By Bob Koigi

Farmers feeding their cows with a multi purpose sugary tuber are recording up to three more litres of milk a day.

They also save on feed cost, that has become unaffordable to dairy farmers due price prices.

This is because the tuber complements energy and protein levels that is not available in traditional feeds like Napier grass.

Fodder beet, commonly referred to as the fattening tuber, belongs to the beet family and is made up of beetroot and spinach.

The plant utilises both the leaves and its roots to provide a high energy and nutritive livestock feed. The tuber can be fed to all livestock including lambs and donkeys.

Nutrient content

 This is due to high-energy roots but falls short of the recommended protein levels with a paltry  six per cent.

However, its leaves bolster this shortage with leaves containing 17 per cent protein levels.

Nappier, the most common dairy fodder in Kenya, has a crude protein content of only nine per cent.

This is not high enough on its own to sustain adequate milk yields. It is therefore fed together with nappier for better results.

Farmers who have grown it over years refer to it as the fattening crop for its unrivaled ability to increase livestock weight.

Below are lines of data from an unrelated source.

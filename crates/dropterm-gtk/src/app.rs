//! Application setup and management

use std::cell::RefCell;
use std::path::PathBuf;
use std::rc::Rc;

use gdk4 as gdk;
use gtk4::prelude::*;
use gtk4::{Application, CssProvider};

use dropterm_app::config::{load_config, Config};
use dropterm_app::geometry::{default_window_rect, Rect};
use dropterm_app::layout::{self, WindowLayout};
use dropterm_app::shortcuts::ShortcutManager;
use dropterm_app::store::ConfigStore;
use dropterm_app::theme::window_css;

use crate::dialogs;
use crate::window::{monitor_rects, now_ms, DropWindow, Shared};

/// Work area assumed when no monitor is reported
const FALLBACK_SCREEN: Rect = Rect::new(0, 0, 1280, 720);

/// How the first window starts, from the command line
#[derive(Debug, Clone, Default)]
pub struct StartupOptions {
    pub fullscreen: bool,
    pub hidden: bool,
    pub working_directory: Option<PathBuf>,
    pub execute: Option<String>,
}

/// All drop-down windows of the process
pub struct DropApp {
    app: Application,
    shared: Rc<Shared>,
    windows: RefCell<Vec<Rc<DropWindow>>>,
    _hold: gio::ApplicationHoldGuard,
}

impl DropApp {
    /// Load configuration and stored layout and create one window per screen
    pub fn build(app: &Application, ui_file: PathBuf, options: &StartupOptions) -> Rc<Self> {
        let config = load_config().unwrap_or_else(|e| {
            log::warn!("Failed to load config, using defaults: {}", e);
            Config::default()
        });
        let store = ConfigStore::load().unwrap_or_else(|e| {
            log::warn!("Failed to load layout, starting fresh: {}", e);
            ConfigStore::new()
        });

        apply_css(&config);

        let shared = Rc::new(Shared {
            shortcuts: ShortcutManager::from_config(&config.shortcuts),
            config,
            store: RefCell::new(store),
            ui_file,
        });

        let drop_app = Rc::new(Self {
            app: app.clone(),
            shared,
            windows: RefCell::new(Vec::new()),
            // Windows may all be hidden; keep running regardless
            _hold: app.hold(),
        });

        let mut screens = layout::screens(&drop_app.shared.store.borrow());
        if screens.is_empty() {
            screens.push(0);
        }
        let rects: Vec<Rect> = monitor_rects().into_iter().map(|(_, r)| r).collect();

        for screen in screens {
            let workarea = rects
                .get(screen as usize)
                .or_else(|| rects.first())
                .copied()
                .unwrap_or(FALLBACK_SCREEN);
            let window_config = &drop_app.shared.config.window;
            let default = default_window_rect(
                workarea,
                window_config.width_percent,
                window_config.height_percent,
            );
            let layout = layout::load_window(&drop_app.shared.store.borrow(), screen, default);
            drop_app.add_window(layout);
        }

        let first = drop_app.windows.borrow().first().cloned();
        if let Some(window) = first {
            if options.execute.is_some() || options.working_directory.is_some() {
                window.new_page(options.execute.clone(), options.working_directory.clone());
            }
        }

        let hidden = options.hidden || drop_app.shared.config.general.hide_on_start;
        if hidden {
            log::info!("Starting hidden");
        } else {
            for window in drop_app.windows.borrow().iter() {
                window.show_initial(options.fullscreen);
            }
        }

        drop_app
    }

    fn add_window(self: &Rc<Self>, layout: WindowLayout) {
        let screen = layout.screen_id;
        let window = match DropWindow::new(&self.app, Rc::clone(&self.shared), layout) {
            Ok(window) => window,
            Err(e) => {
                log::error!("Cannot create window for screen {}: {}", screen, e);
                std::process::exit(1);
            }
        };

        let weak = Rc::downgrade(self);
        window.set_on_quit(move || {
            if let Some(this) = weak.upgrade() {
                this.quit(screen);
            }
        });

        let weak = Rc::downgrade(self);
        window.set_on_closed(move || {
            if let Some(this) = weak.upgrade() {
                this.window_closed(screen);
            }
        });

        self.windows.borrow_mut().push(window);
    }

    /// Show or hide every window
    pub fn toggle(&self) {
        let now = now_ms();
        let windows: Vec<Rc<DropWindow>> = self.windows.borrow().clone();
        for window in &windows {
            window.toggle(now);
        }
    }

    fn window_for(&self, screen: u32) -> Option<Rc<DropWindow>> {
        self.windows
            .borrow()
            .iter()
            .find(|w| w.screen_id() == screen)
            .cloned()
    }

    /// Quit requested from the window of `screen`
    fn quit(self: &Rc<Self>, screen: u32) {
        if !self.shared.config.general.prompt_on_quit {
            self.save_and_quit();
            return;
        }
        let Some(window) = self.window_for(screen) else {
            return;
        };
        let weak = Rc::downgrade(self);
        dialogs::show_quit_dialog(window.window(), window.inhibit_hide(), move || {
            if let Some(this) = weak.upgrade() {
                this.save_and_quit();
            }
        });
    }

    /// Persist every window's layout, end all processes and exit
    fn save_and_quit(&self) {
        let windows: Vec<Rc<DropWindow>> = self.windows.borrow().clone();
        {
            let mut store = self.shared.store.borrow_mut();
            for window in &windows {
                let mut layout = window.snapshot();
                layout::save_window(&mut store, &mut layout, true);
            }
            if let Err(e) = store.save() {
                log::error!("Failed to save layout: {}", e);
            }
        }
        for window in &windows {
            window.terminate_all();
        }
        log::info!("Quitting");
        self.app.quit();
    }

    /// The last tab of a window closed: forget its layout and drop it
    fn window_closed(&self, screen: u32) {
        let removed = {
            let mut windows = self.windows.borrow_mut();
            windows
                .iter()
                .position(|w| w.screen_id() == screen)
                .map(|i| windows.remove(i))
        };
        let Some(window) = removed else { return };

        {
            let mut store = self.shared.store.borrow_mut();
            let mut forgotten = WindowLayout::new(screen, Rect::default());
            layout::save_window(&mut store, &mut forgotten, false);
            if let Err(e) = store.save() {
                log::error!("Failed to save layout: {}", e);
            }
        }
        window.window().destroy();
        log::info!("Closed window of screen {}", screen);

        if self.windows.borrow().is_empty() {
            self.app.quit();
        }
    }
}

/// Install the window stylesheet on the default display
fn apply_css(config: &Config) {
    let provider = CssProvider::new();
    provider.load_from_data(&window_css(
        &config.terminal.color_background,
        config.general.separator_size,
    ));

    if let Some(display) = gdk::Display::default() {
        gtk4::style_context_add_provider_for_display(
            &display,
            &provider,
            gtk4::STYLE_PROVIDER_PRIORITY_APPLICATION,
        );
    }
}
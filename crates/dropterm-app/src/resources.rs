//! Locating installed data files

use std::path::{Path, PathBuf};

use thiserror::Error;

/// The window layout description loaded at startup
pub const UI_FILE_NAME: &str = "main.ui";

/// Environment variable overriding the resource directory
pub const RESOURCES_ENV: &str = "DROPTERM_RESOURCES";

#[derive(Error, Debug)]
pub enum ResourceError {
    #[error("Required resource '{name}' not found (searched: {searched})")]
    Missing { name: String, searched: String },
}

/// Directories searched for resources, most specific first: the
/// `DROPTERM_RESOURCES` override, `resources/` next to the executable, the
/// install prefix share directory, then `extra` (typically the source tree).
pub fn search_dirs(extra: Option<&Path>) -> Vec<PathBuf> {
    let mut dirs = Vec::new();
    if let Some(dir) = std::env::var_os(RESOURCES_ENV) {
        dirs.push(PathBuf::from(dir));
    }
    if let Some(exe_dir) = std::env::current_exe()
        .ok()
        .and_then(|exe| exe.parent().map(Path::to_path_buf))
    {
        dirs.push(exe_dir.join("resources"));
        dirs.push(exe_dir.join("../share/dropterm"));
    }
    if let Some(extra) = extra {
        dirs.push(extra.to_path_buf());
    }
    dirs
}

/// First existing `name` in `dirs`
pub fn find_in(dirs: &[PathBuf], name: &str) -> Result<PathBuf, ResourceError> {
    dirs.iter()
        .map(|dir| dir.join(name))
        .find(|path| path.is_file())
        .ok_or_else(|| ResourceError::Missing {
            name: name.to_string(),
            searched: dirs
                .iter()
                .map(|d| d.display().to_string())
                .collect::<Vec<_>>()
                .join(", "),
        })
}

#[cfg(test)]
mod tests {
    use super::*;

    #[test]
    fn test_find_in_first_match_wins() {
        let a = tempfile::tempdir().unwrap();
        let b = tempfile::tempdir().unwrap();
        std::fs::write(b.path().join(UI_FILE_NAME), "<interface/>").unwrap();

        let dirs = vec![a.path().to_path_buf(), b.path().to_path_buf()];
        assert_eq!(find_in(&dirs, UI_FILE_NAME).unwrap(), b.path().join(UI_FILE_NAME));

        std::fs::write(a.path().join(UI_FILE_NAME), "<interface/>").unwrap();
        assert_eq!(find_in(&dirs, UI_FILE_NAME).unwrap(), a.path().join(UI_FILE_NAME));
    }

    #[test]
    fn test_find_in_missing() {
        let a = tempfile::tempdir().unwrap();
        let err = find_in(&[a.path().to_path_buf()], UI_FILE_NAME).unwrap_err();
        assert!(err.to_string().contains("main.ui"));
    }

    #[test]
    fn test_search_dirs_includes_extra_last() {
        let extra = PathBuf::from("/opt/dropterm-test");
        let dirs = search_dirs(Some(&extra));
        assert_eq!(dirs.last(), Some(&extra));
    }
}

“It does not just make the cow fat, its ensures that the cow produces lean meat but also increases weight in a healthy way,” said Juanta Kiere, a dairy farmer from Kinangop.

Advantageous crop

 “I have been feeding my sheep with fodder beet for three years now and I can tell the difference when they have been fed with it and when they haven’t,” remarked Mleto Ndemi, a sheep farmer from Elburgon.

“The sheep hair is velvety and soft which is hard to get. Sheep hair is largely determined by what the sheep is fed.”

Scientists and researchers agree that feeding livestock with fodder beet has advantages than traditional feeds.

“Its the high protein levels that trigger enzymic reactions and other important metabolic activities necessary for good growth of livestock,” says Dr Janet Muheria a scientist from Moi University.

“That is why the plant does well with any livestock, not forgetting its sugary aspect.”

The forage crop is possibly the highest yielding forage crop with 20-30 tonnes per acre under normal planting methods. When grown well, it can produce 40 tonnes per acre.

Critical to growing a good fodder beet is the ground preparation and keeping the weeds down.

The first six to eight weeks is the most important time as the plant produces the most important elements but equally very susceptible to weed and pest attack.

“It’s not a crop where you throw the seeds in the paddock and forget it. It’s an expensive crop to grow because of the tilling and the constant monitoring required and you need to do it properly,” said Juanta.

It takes six months to mature and be harvested and can be inter-cropped with other crops without competing with them for nutrients.

The wonder tuber has a five month shelf life without losing its nutritional value.

information gap

Researchers estimate that even with the tuber’s immense benefits, most farmers have not planted it due to information gap.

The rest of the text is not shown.